De fastos y batallas



Por amable invitación del ayuntamiento coruñés y de mis amigos los aguerridos “Green Jackets”, acudo a algunos de los actos conmemorativos de aquella célebre batalla que los ingleses llaman “Corunna” y los franceses “de La Corogne”, la misma que los viejos coruñeses siempre han conocido por el más modesto nombre de “batalla de Elviña”. Aquello fue en realidad una especie de Dunquerque “avant la lettre”, el episodio final de la epopeya del ejército de Sir John Moore en su épica retirada hacia el noroeste peninsular, plagada de heroicidades y de actos canallescos a partes iguales, con los franceses pegados a los talones, sufriendo los rigores del crudo invierno de 1808-1809 sobre sus cabezas.

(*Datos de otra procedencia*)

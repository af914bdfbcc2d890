//! Conversation and message records.

use std::fmt;
use std::str::FromStr;

use serde::{Deserialize, Serialize};

use crate::core::ids::{ConversationId, MessageId};

/// A titled thread containing zero or more messages.
#[derive(Clone, Debug, PartialEq, Eq, Serialize, Deserialize)]
pub struct Conversation {
    /// Unique identifier.
    pub id: ConversationId,
    /// Display title.
    pub title: String,
    /// Creation timestamp in milliseconds since Unix epoch.
    pub created_at: i64,
    /// Last activity timestamp in milliseconds since Unix epoch.
    pub updated_at: i64,
    /// Denormalized number of messages in the conversation.
    pub message_count: u32,
}

impl Conversation {
    /// Title applied when none is supplied or the supplied one is blank.
    pub const DEFAULT_TITLE: &'static str = "New Conversation";

    /// Create a conversation record with zero messages.
    ///
    /// A blank `title` falls back to [`Self::DEFAULT_TITLE`].
    #[must_use]
    pub fn new(id: ConversationId, title: &str, now_ms: i64) -> Self {
        let title = title.trim();
        let title = if title.is_empty() {
            Self::DEFAULT_TITLE.to_string()
        } else {
            title.to_string()
        };
        Self {
            id,
            title,
            created_at: now_ms,
            updated_at: now_ms,
            message_count: 0,
        }
    }

    /// Whether the conversation still carries the default title.
    #[must_use]
    pub fn has_default_title(&self) -> bool {
        self.title == Self::DEFAULT_TITLE
    }
}

/// Author of a message.
#[derive(Clone, Copy, Debug, Eq, PartialEq, Serialize, Deserialize)]
#[serde(rename_all = "snake_case")]
pub enum MessageRole {
    /// Typed by the user.
    User,
    /// Produced by the assistant.
    Assistant,
}

impl MessageRole {
    /// Stable string form for storage.
    #[must_use]
    pub const fn as_str(self) -> &'static str {
        match self {
            Self::User => "user",
            Self::Assistant => "assistant",
        }
    }

    /// Whether the author is the user.
    #[must_use]
    pub const fn is_from_user(self) -> bool {
        matches!(self, Self::User)
    }
}

impl fmt::Display for MessageRole {
    fn fmt(&self, f: &mut fmt::Formatter<'_>) -> fmt::Result {
        write!(f, "{}", self.as_str())
    }
}

impl FromStr for MessageRole {
    type Err = String;

    fn from_str(value: &str) -> Result<Self, Self::Err> {
        match value {
            "user" => Ok(Self::User),
            "assistant" => Ok(Self::Assistant),
            _ => Err(value.to_string()),
        }
    }
}

/// A single authored entry within a conversation.
#[derive(Clone, Debug, PartialEq, Eq, Serialize, Deserialize)]
pub struct Message {
    /// Unique identifier.
    pub id: MessageId,
    /// Owning conversation.
    pub conversation_id: ConversationId,
    /// Author of the entry.
    pub role: MessageRole,
    /// Content payload.
    pub content: String,
    /// Timestamp in milliseconds since Unix epoch.
    pub timestamp: i64,
}

impl Message {
    /// Build a user message.
    #[must_use]
    pub fn user(conversation_id: ConversationId, content: impl Into<String>, now_ms: i64) -> Self {
        Self::with_role(conversation_id, MessageRole::User, content, now_ms)
    }

    /// Build an assistant message.
    #[must_use]
    pub fn assistant(
        conversation_id: ConversationId,
        content: impl Into<String>,
        now_ms: i64,
    ) -> Self {
        Self::with_role(conversation_id, MessageRole::Assistant, content, now_ms)
    }

    /// Build a message with an explicit role.
    #[must_use]
    pub fn with_role(
        conversation_id: ConversationId,
        role: MessageRole,
        content: impl Into<String>,
        now_ms: i64,
    ) -> Self {
        Self {
            id: MessageId::new(),
            conversation_id,
            role,
            content: content.into(),
            timestamp: now_ms,
        }
    }
}
#[cfg(test)]
mod tests {
    use super::*;
    use crate::storage::message_store::SqliteMessageStore;

    async fn open_store() -> SqliteConversationStore {
        let conn = Arc::new(Connection::open(":memory:").await.unwrap());
        let config = StorageConfig::default();
        // The message table must exist for cascade statements to resolve.
        SqliteMessageStore::new(Arc::clone(&conn), &config)
            .await
            .unwrap();
        SqliteConversationStore::new(conn, &config).await.unwrap()
    }

    #[tokio::test]
    async fn test_create_starts_with_zero_messages() {
        let store = open_store().await;
        let created = store
            .create(ConversationId::new(), "Trip planning", 1_000)
            .await
            .unwrap();
        assert_eq!(created.message_count, 0);

        let fetched = store.get_by_id(created.id).await.unwrap().unwrap();
        assert_eq!(fetched, created);
    }

    #[tokio::test]
    async fn test_create_blank_title_uses_default() {
        let store = open_store().await;
        let created = store
            .create(ConversationId::new(), "  ", 1_000)
            .await
            .unwrap();
        assert_eq!(created.title, Conversation::DEFAULT_TITLE);
    }

    #[tokio::test]
    async fn test_list_all_orders_by_recency() {
        let store = open_store().await;
        let older = store.create(ConversationId::new(), "old", 1_000).await.unwrap();
        let newer = store.create(ConversationId::new(), "new", 2_000).await.unwrap();

        let listed = store.list_all().await.unwrap();
        assert_eq!(
            listed.iter().map(|c| c.id).collect::<Vec<_>>(),
            vec![newer.id, older.id]
        );
    }

    #[tokio::test]
    async fn test_record_append_increments_count_and_touches() {
        let store = open_store().await;
        let created = store.create(ConversationId::new(), "t", 1_000).await.unwrap();

        store.record_append(created.id, 5_000).await.unwrap();
        store.record_append(created.id, 6_000).await.unwrap();

        let fetched = store.get_by_id(created.id).await.unwrap().unwrap();
        assert_eq!(fetched.message_count, 2);
        assert_eq!(fetched.updated_at, 6_000);
    }

    #[tokio::test]
    async fn test_list_active_excludes_empty_conversations() {
        let store = open_store().await;
        let empty = store.create(ConversationId::new(), "empty", 1_000).await.unwrap();
        let active = store.create(ConversationId::new(), "active", 2_000).await.unwrap();
        store.record_append(active.id, 3_000).await.unwrap();

        let listed = store.list_active().await.unwrap();
        assert_eq!(listed.len(), 1);
        assert_eq!(listed[0].id, active.id);
        assert!(listed.iter().all(|c| c.id != empty.id));
    }

    #[tokio::test]
    async fn test_update_title_and_blank_fallback() {
        let store = open_store().await;
        let created = store.create(ConversationId::new(), "t", 1_000).await.unwrap();

        store.update_title(created.id, "Renamed").await.unwrap();
        let fetched = store.get_by_id(created.id).await.unwrap().unwrap();
        assert_eq!(fetched.title, "Renamed");

        store.update_title(created.id, "   ").await.unwrap();
        let fetched = store.get_by_id(created.id).await.unwrap().unwrap();
        assert_eq!(fetched.title, Conversation::DEFAULT_TITLE);
    }

    #[tokio::test]
    async fn test_search_is_case_insensitive_and_active_only() {
        let store = open_store().await;
        let rust = store.create(ConversationId::new(), "Rust lifetimes", 1_000).await.unwrap();
        store.record_append(rust.id, 1_500).await.unwrap();
        let cooking = store.create(ConversationId::new(), "Cooking", 2_000).await.unwrap();
        store.record_append(cooking.id, 2_500).await.unwrap();
        // Matching title but no messages: must not appear.
        store.create(ConversationId::new(), "rust drafts", 3_000).await.unwrap();

        let hits = store.search_titles("RUST").await.unwrap();
        assert_eq!(hits.len(), 1);
        assert_eq!(hits[0].id, rust.id);

        // Results are a subset of the active listing.
        let active = store.list_active().await.unwrap();
        assert!(hits.iter().all(|h| active.iter().any(|a| a.id == h.id)));
    }

    #[tokio::test]
    async fn test_exists() {
        let store = open_store().await;
        let created = store.create(ConversationId::new(), "t", 1_000).await.unwrap();
        assert!(store.exists(created.id).await.unwrap());
        assert!(!store.exists(ConversationId::new()).await.unwrap());
    }
}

Este año ha acudido también Arturo Pérez-Reverte, creo que a recoger una medalla de honor y de paso a alegrarnos el día a los coruñeses con una presencia mucho más amigable, sonriente y cercana que la que algunos quieren trasmitir de él. En su parlamento público dejó bien sentadas dos o tres cositas de interés general que a lo mejor no sería necesario decir si no nos encontrásemos en un país dominado por los gurús del pensamiento descafeinado, eufemístico y políticamente correcto. Dijo, por ejemplo, que en días así se sentía orgulloso de ser español, ¡caramba que atrevimiento para los tiempos que corren!, de paso, abogó por retomar según se vaya pudiendo el cultivo de la historia a fin de que nuestros infantes no sigan ignorándolo todo sobre el pasado que más les compete, habló también de lo gratificante que resulta conmemorar casi doscientos años después una batalla en un ambiente de amistad y camaradería entre los tataranietos, ingleses, españoles y franceses, de los antiguos contendientes Y hete aquí que, escuchándole, pensé que no todo debe estar perdido mientras tipos como éste hablen con voz tronante y la cabeza bien alta de asuntos que tan poco gustan a los señoritingos que pretenden gobernarnos en el reino de la indefinición y la incertidumbre permanente, empeñados a cada paso en decirnos quiénes somos o quiénes dejamos de ser vía BOE.
Y eso que a Arturo le cuesta esto de actuar en público, a través de las pocas palabras que cruzamos, adiviné en él el inmortal espíritu del contador de historias, del lobo solitario que como mejor está es relajando la mandíbula para dejar de sonreír siquiera un momento y desaparecer para perderse a su aire por los lugares que guardan amorosamente los vestigios de la historia. Pero la fama pesa, bien lo debe saber y afronta sus servidumbres con el verbo claro, la sonrisa franca y el gesto amable. Así que, aunque yo ya intuía a través de sus escritos que nuestro flamante académico era un tipo tan ameno como despierto, hoy puedo confirmar además que es un aguerrido caballero que, pese a quien le pese, se permite decir verdades como puños allá por donde va, consciente de que nadie le ha regalado nada.